*** Opening of Exercise material ***

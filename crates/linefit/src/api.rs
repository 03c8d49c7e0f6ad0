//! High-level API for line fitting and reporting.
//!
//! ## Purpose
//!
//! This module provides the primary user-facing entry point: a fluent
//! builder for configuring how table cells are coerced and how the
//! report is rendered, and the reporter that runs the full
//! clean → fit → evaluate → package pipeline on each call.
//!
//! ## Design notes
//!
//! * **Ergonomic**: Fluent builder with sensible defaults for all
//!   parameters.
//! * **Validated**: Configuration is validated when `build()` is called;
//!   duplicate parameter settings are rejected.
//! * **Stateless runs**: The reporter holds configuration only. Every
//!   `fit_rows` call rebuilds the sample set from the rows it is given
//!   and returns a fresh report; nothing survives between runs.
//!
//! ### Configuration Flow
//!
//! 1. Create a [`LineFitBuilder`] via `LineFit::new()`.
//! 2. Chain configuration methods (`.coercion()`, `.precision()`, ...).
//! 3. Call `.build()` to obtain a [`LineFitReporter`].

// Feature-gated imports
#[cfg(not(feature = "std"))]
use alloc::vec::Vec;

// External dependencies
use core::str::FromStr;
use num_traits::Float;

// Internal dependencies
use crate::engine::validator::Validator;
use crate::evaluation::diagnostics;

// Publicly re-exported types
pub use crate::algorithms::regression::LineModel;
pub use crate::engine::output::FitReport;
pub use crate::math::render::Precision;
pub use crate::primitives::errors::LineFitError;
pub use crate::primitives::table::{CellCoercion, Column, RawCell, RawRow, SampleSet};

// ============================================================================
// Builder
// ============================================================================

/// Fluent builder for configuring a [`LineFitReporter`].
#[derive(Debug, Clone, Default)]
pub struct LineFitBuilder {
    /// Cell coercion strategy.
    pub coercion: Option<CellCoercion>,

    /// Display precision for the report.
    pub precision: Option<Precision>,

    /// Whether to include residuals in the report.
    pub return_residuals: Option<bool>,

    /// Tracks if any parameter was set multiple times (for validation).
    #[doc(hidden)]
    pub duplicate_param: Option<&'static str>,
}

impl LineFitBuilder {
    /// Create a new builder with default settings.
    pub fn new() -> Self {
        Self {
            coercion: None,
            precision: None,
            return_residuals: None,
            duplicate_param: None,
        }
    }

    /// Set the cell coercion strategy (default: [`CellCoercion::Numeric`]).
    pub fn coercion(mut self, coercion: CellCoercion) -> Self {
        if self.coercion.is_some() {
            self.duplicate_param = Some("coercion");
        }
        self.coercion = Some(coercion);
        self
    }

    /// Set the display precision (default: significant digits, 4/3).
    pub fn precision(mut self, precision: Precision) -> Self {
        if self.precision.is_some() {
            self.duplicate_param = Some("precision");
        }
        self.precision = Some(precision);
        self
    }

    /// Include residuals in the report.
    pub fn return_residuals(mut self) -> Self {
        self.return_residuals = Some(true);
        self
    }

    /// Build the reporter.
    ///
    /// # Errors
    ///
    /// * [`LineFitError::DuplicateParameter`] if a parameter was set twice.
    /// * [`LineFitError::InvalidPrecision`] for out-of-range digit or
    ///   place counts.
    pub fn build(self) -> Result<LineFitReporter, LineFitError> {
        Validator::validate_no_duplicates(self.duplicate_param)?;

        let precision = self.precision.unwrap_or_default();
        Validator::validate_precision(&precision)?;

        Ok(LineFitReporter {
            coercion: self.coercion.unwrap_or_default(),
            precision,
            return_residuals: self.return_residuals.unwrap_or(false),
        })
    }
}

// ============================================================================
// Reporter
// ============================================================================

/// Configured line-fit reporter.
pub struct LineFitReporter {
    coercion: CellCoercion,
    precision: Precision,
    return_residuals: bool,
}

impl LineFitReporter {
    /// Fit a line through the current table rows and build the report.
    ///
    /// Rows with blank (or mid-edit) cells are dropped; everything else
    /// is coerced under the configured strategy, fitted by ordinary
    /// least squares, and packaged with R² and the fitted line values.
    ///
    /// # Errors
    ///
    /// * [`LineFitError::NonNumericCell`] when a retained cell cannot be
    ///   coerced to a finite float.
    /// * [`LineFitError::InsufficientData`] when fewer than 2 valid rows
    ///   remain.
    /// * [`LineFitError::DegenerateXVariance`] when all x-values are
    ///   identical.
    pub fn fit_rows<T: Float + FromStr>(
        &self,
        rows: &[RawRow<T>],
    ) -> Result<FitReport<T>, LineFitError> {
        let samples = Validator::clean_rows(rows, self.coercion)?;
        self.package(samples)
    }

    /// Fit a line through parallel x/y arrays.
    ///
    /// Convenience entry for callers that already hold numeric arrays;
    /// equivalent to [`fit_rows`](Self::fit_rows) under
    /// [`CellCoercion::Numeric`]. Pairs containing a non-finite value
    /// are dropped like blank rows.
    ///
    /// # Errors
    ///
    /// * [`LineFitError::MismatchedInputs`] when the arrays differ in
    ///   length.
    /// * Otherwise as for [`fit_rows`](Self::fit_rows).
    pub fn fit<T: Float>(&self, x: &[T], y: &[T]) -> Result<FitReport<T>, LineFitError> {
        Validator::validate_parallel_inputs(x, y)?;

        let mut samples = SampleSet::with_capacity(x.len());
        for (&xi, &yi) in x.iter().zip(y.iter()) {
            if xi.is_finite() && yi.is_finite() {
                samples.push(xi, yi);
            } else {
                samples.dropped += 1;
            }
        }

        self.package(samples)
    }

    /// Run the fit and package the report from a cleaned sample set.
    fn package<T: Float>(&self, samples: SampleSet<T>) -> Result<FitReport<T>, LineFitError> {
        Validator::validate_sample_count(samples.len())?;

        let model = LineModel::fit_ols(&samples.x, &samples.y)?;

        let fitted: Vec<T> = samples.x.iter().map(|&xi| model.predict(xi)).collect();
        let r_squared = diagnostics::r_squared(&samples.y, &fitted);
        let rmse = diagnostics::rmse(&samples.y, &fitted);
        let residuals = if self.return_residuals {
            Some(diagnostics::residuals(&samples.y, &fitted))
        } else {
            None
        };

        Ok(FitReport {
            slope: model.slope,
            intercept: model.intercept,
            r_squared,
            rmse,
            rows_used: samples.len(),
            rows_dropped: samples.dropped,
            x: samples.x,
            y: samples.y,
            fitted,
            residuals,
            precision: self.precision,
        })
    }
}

*** Close of Exercise material ***

■ Work request ■
Would you return the entries exactly as they stand?

■ Result of this task ■
filename crates/linefit/src/api.rs
repository 03c8d49c7e0f6ad0
//! High-level API for line fitting and reporting.
//!
//! ## Purpose
//!
//! This module provides the primary user-facing entry point: a fluent
//! builder for configuring how table cells are coerced and how the
//! report is rendered, and the reporter that runs the full
//! clean → fit → evaluate → package pipeline on each call.
//!
//! ## Design notes
//!
//! * **Ergonomic**: Fluent builder with sensible defaults for all
//!   parameters.
//! * **Validated**: Configuration is validated when `build()` is called;
//!   duplicate parameter settings are rejected.
//! * **Stateless runs**: The reporter holds configuration only. Every
//!   `fit_rows` call rebuilds the sample set from the rows it is given
//!   and returns a fresh report; nothing survives between runs.
//!
//! ### Configuration Flow
//!
//! 1. Create a [`LineFitBuilder`] via `LineFit::new()`.
//! 2. Chain configuration methods (`.coercion()`, `.precision()`, ...).
//! 3. Call `.build()` to obtain a [`LineFitReporter`].

// Feature-gated imports
#[cfg(not(feature = "std"))]
use alloc::vec::Vec;

// External dependencies
use core::str::FromStr;
use num_traits::Float;

// Internal dependencies
use crate::engine::validator::Validator;
use crate::evaluation::diagnostics;

// Publicly re-exported types
pub use crate::algorithms::regression::LineModel;
pub use crate::engine::output::FitReport;
pub use crate::math::render::Precision;
pub use crate::primitives::errors::LineFitError;
pub use crate::primitives::table::{CellCoercion, Column, RawCell, RawRow, SampleSet};

// ============================================================================
// Builder
// ============================================================================

/// Fluent builder for configuring a [`LineFitReporter`].
#[derive(Debug, Clone, Default)]
pub struct LineFitBuilder {
    /// Cell coercion strategy.
    pub coercion: Option<CellCoercion>,

    /// Display precision for the report.
    pub precision: Option<Precision>,

    /// Whether to include residuals in the report.
    pub return_residuals: Option<bool>,

    /// Tracks if any parameter was set multiple times (for validation).
    #[doc(hidden)]
    pub duplicate_param: Option<&'static str>,
}

impl LineFitBuilder {
    /// Create a new builder with default settings.
    pub fn new() -> Self {
        Self {
            coercion: None,
            precision: None,
            return_residuals: None,
            duplicate_param: None,
        }
    }

    /// Set the cell coercion strategy (default: [`CellCoercion::Numeric`]).
    pub fn coercion(mut self, coercion: CellCoercion) -> Self {
        if self.coercion.is_some() {
            self.duplicate_param = Some("coercion");
        }
        self.coercion = Some(coercion);
        self
    }

    /// Set the display precision (default: significant digits, 4/3).
    pub fn precision(mut self, precision: Precision) -> Self {
        if self.precision.is_some() {
            self.duplicate_param = Some("precision");
        }
        self.precision = Some(precision);
        self
    }

    /// Include residuals in the report.
    pub fn return_residuals(mut self) -> Self {
        self.return_residuals = Some(true);
        self
    }

    /// Build the reporter.
    ///
    /// # Errors
    ///
    /// * [`LineFitError::DuplicateParameter`] if a parameter was set twice.
    /// * [`LineFitError::InvalidPrecision`] for out-of-range digit or
    ///   place counts.
    pub fn build(self) -> Result<LineFitReporter, LineFitError> {
        Validator::validate_no_duplicates(self.duplicate_param)?;

        let precision = self.precision.unwrap_or_default();
        Validator::validate_precision(&precision)?;

        Ok(LineFitReporter {
            coercion: self.coercion.unwrap_or_default(),
            precision,
            return_residuals: self.return_residuals.unwrap_or(false),
        })
    }
}

// ============================================================================
// Reporter
// ============================================================================

/// Configured line-fit reporter.
pub struct LineFitReporter {
    coercion: CellCoercion,
    precision: Precision,
    return_residuals: bool,
}

impl LineFitReporter {
    /// Fit a line through the current table rows and build the report.
    ///
    /// Rows with blank (or mid-edit) cells are dropped; everything else
    /// is coerced under the configured strategy, fitted by ordinary
    /// least squares, and packaged with R² and the fitted line values.
    ///
    /// # Errors
    ///
    /// * [`LineFitError::NonNumericCell`] when a retained cell cannot be
    ///   coerced to a finite float.
    /// * [`LineFitError::InsufficientData`] when fewer than 2 valid rows
    ///   remain.
    /// * [`LineFitError::DegenerateXVariance`] when all x-values are
    ///   identical.
    pub fn fit_rows<T: Float + FromStr>(
        &self,
        rows: &[RawRow<T>],
    ) -> Result<FitReport<T>, LineFitError> {
        let samples = Validator::clean_rows(rows, self.coercion)?;
        self.package(samples)
    }

    /// Fit a line through parallel x/y arrays.
    ///
    /// Convenience entry for callers that already hold numeric arrays;
    /// equivalent to [`fit_rows`](Self::fit_rows) under
    /// [`CellCoercion::Numeric`]. Pairs containing a non-finite value
    /// are dropped like blank rows.
    ///
    /// # Errors
    ///
    /// * [`LineFitError::MismatchedInputs`] when the arrays differ in
    ///   length.
    /// * Otherwise as for [`fit_rows`](Self::fit_rows).
    pub fn fit<T: Float>(&self, x: &[T], y: &[T]) -> Result<FitReport<T>, LineFitError> {
        Validator::validate_parallel_inputs(x, y)?;

        let mut samples = SampleSet::with_capacity(x.len());
        for (&xi, &yi) in x.iter().zip(y.iter()) {
            if xi.is_finite() && yi.is_finite() {
                samples.push(xi, yi);
            } else {
                samples.dropped += 1;
            }
        }

        self.package(samples)
    }

    /// Run the fit and package the report from a cleaned sample set.
    fn package<T: Float>(&self, samples: SampleSet<T>) -> Result<FitReport<T>, LineFitError> {
        Validator::validate_sample_count(samples.len())?;

        let model = LineModel::fit_ols(&samples.x, &samples.y)?;

        let fitted: Vec<T> = samples.x.iter().map(|&xi| model.predict(xi)).collect();
        let r_squared = diagnostics::r_squared(&samples.y, &fitted);
        let rmse = diagnostics::rmse(&samples.y, &fitted);
        let residuals = if self.return_residuals {
            Some(diagnostics::residuals(&samples.y, &fitted))
        } else {
            None
        };

        Ok(FitReport {
            slope: model.slope,
            intercept: model.intercept,
            r_squared,
            rmse,
            rows_used: samples.len(),
            rows_dropped: samples.dropped,
            x: samples.x,
            y: samples.y,
            fitted,
            residuals,
            precision: self.precision,
        })
    }
}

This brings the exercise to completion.